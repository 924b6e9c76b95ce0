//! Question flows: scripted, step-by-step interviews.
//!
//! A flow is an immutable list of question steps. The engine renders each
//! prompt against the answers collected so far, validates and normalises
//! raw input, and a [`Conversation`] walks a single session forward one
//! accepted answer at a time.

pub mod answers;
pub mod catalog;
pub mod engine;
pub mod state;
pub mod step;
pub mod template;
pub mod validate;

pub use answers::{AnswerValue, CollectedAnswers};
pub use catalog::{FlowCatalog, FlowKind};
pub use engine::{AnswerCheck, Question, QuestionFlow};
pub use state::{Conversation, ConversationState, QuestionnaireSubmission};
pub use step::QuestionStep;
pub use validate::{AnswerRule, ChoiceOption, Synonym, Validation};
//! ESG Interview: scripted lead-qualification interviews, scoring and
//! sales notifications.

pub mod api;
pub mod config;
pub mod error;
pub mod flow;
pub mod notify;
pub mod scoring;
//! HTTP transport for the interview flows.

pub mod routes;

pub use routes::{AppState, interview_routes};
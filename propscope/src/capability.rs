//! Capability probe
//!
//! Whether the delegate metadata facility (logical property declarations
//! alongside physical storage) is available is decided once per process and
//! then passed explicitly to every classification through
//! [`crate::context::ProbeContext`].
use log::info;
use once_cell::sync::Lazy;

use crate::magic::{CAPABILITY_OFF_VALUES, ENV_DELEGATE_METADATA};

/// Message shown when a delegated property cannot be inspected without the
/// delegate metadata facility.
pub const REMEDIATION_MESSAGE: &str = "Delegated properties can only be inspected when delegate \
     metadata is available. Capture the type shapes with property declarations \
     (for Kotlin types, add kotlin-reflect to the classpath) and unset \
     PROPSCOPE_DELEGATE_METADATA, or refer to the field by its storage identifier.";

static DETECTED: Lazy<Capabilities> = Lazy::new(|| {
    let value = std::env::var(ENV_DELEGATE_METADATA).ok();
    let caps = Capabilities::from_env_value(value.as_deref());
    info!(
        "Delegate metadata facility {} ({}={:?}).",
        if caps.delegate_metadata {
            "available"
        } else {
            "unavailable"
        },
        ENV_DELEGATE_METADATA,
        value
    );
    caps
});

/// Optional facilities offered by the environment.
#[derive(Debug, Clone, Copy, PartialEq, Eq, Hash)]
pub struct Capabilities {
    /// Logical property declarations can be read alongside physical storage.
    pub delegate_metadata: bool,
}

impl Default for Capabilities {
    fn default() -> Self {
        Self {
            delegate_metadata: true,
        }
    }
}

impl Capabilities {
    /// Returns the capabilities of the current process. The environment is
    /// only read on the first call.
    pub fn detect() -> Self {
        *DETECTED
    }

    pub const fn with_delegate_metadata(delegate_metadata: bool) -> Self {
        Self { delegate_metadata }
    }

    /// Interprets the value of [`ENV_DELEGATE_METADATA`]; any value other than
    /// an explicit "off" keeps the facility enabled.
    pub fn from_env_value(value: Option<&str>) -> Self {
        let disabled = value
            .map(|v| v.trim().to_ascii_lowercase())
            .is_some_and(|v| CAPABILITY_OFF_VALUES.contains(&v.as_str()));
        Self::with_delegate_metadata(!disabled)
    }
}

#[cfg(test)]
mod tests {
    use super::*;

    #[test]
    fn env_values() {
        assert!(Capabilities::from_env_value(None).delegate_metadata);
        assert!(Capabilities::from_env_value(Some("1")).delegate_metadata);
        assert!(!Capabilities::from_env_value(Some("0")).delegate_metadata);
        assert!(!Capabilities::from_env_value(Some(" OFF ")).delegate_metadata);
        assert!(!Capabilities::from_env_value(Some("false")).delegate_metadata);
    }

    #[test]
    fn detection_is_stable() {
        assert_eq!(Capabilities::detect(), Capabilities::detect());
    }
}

--

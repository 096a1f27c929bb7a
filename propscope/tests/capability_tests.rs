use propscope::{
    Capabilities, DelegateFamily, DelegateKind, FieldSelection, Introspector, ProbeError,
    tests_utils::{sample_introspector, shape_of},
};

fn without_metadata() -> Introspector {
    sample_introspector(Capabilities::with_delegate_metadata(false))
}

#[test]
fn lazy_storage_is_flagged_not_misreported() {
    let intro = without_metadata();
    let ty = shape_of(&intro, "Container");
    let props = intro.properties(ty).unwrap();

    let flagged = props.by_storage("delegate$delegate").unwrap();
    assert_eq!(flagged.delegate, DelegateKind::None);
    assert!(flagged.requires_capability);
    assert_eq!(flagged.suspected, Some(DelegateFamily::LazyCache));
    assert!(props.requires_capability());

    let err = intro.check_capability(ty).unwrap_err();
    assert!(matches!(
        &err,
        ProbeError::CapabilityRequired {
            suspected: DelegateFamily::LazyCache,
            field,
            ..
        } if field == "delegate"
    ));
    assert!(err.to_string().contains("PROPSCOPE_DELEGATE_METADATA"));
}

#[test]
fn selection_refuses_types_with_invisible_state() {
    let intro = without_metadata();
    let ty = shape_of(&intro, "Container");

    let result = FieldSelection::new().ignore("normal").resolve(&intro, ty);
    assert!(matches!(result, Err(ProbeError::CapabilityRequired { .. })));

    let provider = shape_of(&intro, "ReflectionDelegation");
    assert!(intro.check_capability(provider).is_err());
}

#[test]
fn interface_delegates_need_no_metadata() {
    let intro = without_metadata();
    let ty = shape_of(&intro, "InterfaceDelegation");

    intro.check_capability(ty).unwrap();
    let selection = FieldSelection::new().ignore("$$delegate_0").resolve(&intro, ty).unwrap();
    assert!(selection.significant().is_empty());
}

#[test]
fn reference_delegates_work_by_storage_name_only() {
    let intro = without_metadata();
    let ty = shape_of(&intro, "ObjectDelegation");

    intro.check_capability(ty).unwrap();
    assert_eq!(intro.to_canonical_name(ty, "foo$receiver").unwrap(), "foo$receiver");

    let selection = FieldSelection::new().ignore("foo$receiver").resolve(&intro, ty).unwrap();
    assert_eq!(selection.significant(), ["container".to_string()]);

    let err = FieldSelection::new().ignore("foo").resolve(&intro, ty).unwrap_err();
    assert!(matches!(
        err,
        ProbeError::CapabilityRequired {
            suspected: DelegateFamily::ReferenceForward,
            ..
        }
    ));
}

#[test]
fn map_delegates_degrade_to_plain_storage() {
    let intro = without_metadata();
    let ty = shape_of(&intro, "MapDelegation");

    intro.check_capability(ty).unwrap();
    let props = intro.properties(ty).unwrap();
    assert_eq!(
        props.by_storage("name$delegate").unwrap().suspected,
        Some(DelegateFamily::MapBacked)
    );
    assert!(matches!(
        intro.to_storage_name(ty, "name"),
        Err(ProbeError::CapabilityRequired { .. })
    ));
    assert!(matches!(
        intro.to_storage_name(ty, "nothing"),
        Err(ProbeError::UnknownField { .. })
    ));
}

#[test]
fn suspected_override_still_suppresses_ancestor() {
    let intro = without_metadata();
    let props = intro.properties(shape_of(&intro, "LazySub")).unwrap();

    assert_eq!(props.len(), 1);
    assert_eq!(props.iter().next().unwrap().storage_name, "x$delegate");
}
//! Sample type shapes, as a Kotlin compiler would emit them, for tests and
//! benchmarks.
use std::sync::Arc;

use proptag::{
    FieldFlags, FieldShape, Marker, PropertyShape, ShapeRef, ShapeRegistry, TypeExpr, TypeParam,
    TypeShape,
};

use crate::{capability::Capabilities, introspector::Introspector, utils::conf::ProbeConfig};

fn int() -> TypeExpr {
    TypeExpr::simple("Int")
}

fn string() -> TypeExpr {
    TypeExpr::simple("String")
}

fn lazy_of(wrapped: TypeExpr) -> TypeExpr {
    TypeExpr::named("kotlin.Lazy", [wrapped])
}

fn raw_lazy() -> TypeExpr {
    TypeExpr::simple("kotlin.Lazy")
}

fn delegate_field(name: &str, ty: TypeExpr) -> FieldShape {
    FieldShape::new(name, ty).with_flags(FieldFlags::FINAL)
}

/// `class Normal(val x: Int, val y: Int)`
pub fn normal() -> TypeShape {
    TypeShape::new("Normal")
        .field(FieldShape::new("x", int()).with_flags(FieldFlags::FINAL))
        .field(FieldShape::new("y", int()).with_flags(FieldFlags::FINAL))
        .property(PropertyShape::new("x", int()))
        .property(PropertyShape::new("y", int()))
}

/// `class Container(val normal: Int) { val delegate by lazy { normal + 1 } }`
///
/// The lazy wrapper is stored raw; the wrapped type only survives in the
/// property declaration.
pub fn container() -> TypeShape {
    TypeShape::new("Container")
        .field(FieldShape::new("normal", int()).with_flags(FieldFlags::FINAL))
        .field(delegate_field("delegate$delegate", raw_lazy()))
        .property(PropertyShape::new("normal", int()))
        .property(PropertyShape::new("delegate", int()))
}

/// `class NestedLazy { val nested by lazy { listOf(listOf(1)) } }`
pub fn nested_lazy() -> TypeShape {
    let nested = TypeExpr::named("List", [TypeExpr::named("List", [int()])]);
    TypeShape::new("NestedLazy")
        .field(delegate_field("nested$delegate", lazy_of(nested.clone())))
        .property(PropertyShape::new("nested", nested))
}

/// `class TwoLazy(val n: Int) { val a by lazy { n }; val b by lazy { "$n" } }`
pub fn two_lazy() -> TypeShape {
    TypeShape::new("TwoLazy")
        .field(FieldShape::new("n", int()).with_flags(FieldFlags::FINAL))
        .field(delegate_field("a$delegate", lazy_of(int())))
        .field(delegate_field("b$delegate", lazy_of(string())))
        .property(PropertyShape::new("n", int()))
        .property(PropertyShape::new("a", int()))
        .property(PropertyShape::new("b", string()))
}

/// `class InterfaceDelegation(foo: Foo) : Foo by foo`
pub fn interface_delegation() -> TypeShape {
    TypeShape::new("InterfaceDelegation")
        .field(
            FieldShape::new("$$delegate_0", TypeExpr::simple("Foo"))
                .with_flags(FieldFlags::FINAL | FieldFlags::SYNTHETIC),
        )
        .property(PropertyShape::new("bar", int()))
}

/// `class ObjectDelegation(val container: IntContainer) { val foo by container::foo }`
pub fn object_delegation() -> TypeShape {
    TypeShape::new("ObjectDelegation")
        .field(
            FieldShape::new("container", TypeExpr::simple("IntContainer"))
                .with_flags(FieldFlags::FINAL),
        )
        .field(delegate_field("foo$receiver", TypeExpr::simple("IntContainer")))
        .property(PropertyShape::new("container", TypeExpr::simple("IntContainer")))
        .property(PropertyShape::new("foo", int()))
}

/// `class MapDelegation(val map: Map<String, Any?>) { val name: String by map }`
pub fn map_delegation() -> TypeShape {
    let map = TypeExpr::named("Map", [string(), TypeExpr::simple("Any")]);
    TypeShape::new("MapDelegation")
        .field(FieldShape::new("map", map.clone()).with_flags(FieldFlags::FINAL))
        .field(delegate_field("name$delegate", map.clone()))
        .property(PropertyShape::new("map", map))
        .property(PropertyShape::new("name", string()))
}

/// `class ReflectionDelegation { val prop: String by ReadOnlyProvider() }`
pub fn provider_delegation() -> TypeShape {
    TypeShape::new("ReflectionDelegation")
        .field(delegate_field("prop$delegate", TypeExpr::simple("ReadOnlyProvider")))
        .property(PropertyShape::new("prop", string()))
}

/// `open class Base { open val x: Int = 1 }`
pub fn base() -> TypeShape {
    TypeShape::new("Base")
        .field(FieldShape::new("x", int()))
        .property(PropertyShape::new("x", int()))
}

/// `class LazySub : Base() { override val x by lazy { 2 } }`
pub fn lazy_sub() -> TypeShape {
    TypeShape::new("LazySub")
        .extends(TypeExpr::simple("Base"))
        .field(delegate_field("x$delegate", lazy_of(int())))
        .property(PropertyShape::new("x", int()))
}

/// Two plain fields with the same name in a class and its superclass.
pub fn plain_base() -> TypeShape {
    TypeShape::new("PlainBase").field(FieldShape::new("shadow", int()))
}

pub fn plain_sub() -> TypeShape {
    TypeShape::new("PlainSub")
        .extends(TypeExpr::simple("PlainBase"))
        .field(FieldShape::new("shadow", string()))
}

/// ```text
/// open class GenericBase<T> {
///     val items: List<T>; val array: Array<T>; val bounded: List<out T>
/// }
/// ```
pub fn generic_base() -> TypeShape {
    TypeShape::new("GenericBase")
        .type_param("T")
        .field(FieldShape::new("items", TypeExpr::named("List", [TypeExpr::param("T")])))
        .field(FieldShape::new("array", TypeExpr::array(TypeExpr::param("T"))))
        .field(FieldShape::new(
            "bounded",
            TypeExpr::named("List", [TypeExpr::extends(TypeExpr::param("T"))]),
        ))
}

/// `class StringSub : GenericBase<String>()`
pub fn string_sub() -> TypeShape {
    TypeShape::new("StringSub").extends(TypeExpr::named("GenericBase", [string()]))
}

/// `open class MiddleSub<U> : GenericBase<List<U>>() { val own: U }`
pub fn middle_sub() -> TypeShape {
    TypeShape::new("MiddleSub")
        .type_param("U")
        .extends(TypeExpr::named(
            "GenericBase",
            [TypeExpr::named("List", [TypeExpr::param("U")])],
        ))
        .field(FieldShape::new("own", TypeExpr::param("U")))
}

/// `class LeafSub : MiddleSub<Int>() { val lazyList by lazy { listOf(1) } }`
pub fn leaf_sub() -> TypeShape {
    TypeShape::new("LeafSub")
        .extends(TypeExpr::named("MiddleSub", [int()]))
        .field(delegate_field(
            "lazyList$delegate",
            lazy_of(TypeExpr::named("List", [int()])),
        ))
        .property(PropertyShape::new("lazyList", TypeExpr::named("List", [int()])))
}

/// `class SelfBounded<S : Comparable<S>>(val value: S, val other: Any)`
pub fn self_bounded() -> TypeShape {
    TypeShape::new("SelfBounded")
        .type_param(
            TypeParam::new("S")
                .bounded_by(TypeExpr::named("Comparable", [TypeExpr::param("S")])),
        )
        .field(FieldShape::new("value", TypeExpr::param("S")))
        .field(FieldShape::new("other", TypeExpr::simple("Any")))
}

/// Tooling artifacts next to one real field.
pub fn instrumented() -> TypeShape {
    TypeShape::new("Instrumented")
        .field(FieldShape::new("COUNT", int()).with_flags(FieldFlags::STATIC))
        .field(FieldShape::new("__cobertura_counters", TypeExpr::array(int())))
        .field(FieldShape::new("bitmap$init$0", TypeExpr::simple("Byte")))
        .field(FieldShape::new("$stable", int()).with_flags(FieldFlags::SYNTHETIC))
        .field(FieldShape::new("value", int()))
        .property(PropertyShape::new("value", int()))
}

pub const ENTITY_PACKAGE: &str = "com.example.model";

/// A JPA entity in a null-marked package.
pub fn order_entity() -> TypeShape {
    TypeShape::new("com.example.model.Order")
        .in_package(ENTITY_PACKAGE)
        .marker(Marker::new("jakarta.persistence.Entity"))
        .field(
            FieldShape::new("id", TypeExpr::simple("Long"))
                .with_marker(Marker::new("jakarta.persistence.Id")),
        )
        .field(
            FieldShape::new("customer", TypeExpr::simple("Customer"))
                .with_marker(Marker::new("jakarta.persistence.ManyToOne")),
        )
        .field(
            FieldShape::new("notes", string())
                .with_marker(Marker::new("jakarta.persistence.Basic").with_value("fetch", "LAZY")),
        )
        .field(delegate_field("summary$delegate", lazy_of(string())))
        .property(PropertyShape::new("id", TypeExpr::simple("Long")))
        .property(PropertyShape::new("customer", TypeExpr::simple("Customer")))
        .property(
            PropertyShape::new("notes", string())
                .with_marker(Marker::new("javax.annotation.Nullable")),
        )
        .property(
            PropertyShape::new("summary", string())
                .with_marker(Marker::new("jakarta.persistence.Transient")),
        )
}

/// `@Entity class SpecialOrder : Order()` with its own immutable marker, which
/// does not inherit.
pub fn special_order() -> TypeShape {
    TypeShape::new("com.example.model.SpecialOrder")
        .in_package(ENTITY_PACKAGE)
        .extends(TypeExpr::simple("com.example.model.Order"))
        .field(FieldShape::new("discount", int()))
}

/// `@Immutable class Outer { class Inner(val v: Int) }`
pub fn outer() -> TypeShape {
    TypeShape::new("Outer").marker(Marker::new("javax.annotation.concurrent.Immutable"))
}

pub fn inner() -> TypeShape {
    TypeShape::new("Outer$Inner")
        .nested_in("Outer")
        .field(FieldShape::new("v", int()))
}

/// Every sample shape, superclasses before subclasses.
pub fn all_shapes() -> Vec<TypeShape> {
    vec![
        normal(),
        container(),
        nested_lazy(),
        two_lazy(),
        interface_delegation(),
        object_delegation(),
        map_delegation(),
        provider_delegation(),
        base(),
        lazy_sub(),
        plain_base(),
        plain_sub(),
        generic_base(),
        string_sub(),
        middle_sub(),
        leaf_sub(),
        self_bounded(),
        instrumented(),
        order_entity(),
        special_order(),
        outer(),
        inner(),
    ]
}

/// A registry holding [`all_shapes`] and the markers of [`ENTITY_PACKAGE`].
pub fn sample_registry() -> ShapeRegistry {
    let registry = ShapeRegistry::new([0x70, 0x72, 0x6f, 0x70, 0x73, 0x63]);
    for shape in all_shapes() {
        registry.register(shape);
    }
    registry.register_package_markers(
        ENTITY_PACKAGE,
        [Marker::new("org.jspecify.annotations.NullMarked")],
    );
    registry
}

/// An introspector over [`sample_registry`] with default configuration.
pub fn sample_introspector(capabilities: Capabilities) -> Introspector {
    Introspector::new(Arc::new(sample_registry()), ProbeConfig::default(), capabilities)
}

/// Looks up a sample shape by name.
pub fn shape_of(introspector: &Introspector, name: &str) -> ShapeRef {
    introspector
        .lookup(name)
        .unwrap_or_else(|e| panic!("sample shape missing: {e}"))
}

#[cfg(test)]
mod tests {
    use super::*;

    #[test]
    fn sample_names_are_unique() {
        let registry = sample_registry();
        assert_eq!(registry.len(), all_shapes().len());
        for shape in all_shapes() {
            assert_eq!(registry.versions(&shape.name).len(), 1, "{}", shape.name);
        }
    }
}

* * *

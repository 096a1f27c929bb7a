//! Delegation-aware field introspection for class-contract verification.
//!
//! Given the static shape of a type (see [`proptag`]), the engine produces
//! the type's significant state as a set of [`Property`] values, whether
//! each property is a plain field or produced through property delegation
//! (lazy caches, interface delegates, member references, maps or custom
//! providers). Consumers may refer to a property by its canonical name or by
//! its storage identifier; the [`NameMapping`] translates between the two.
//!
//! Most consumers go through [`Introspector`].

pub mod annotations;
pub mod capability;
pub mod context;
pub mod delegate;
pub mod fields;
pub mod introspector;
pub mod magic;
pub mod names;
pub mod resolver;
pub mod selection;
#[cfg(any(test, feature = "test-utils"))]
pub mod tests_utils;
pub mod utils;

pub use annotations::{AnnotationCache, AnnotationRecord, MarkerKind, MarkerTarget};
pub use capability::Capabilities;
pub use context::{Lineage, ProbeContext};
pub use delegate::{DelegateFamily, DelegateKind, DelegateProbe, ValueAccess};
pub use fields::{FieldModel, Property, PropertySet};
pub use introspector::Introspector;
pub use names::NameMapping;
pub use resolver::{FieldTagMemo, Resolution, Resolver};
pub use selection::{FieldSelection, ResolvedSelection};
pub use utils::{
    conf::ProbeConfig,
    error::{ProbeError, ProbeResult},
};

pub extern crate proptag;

▶ [What you have to do] Total lines holding "listOf" in the records: report this figure alone.

▶ [Task result] 2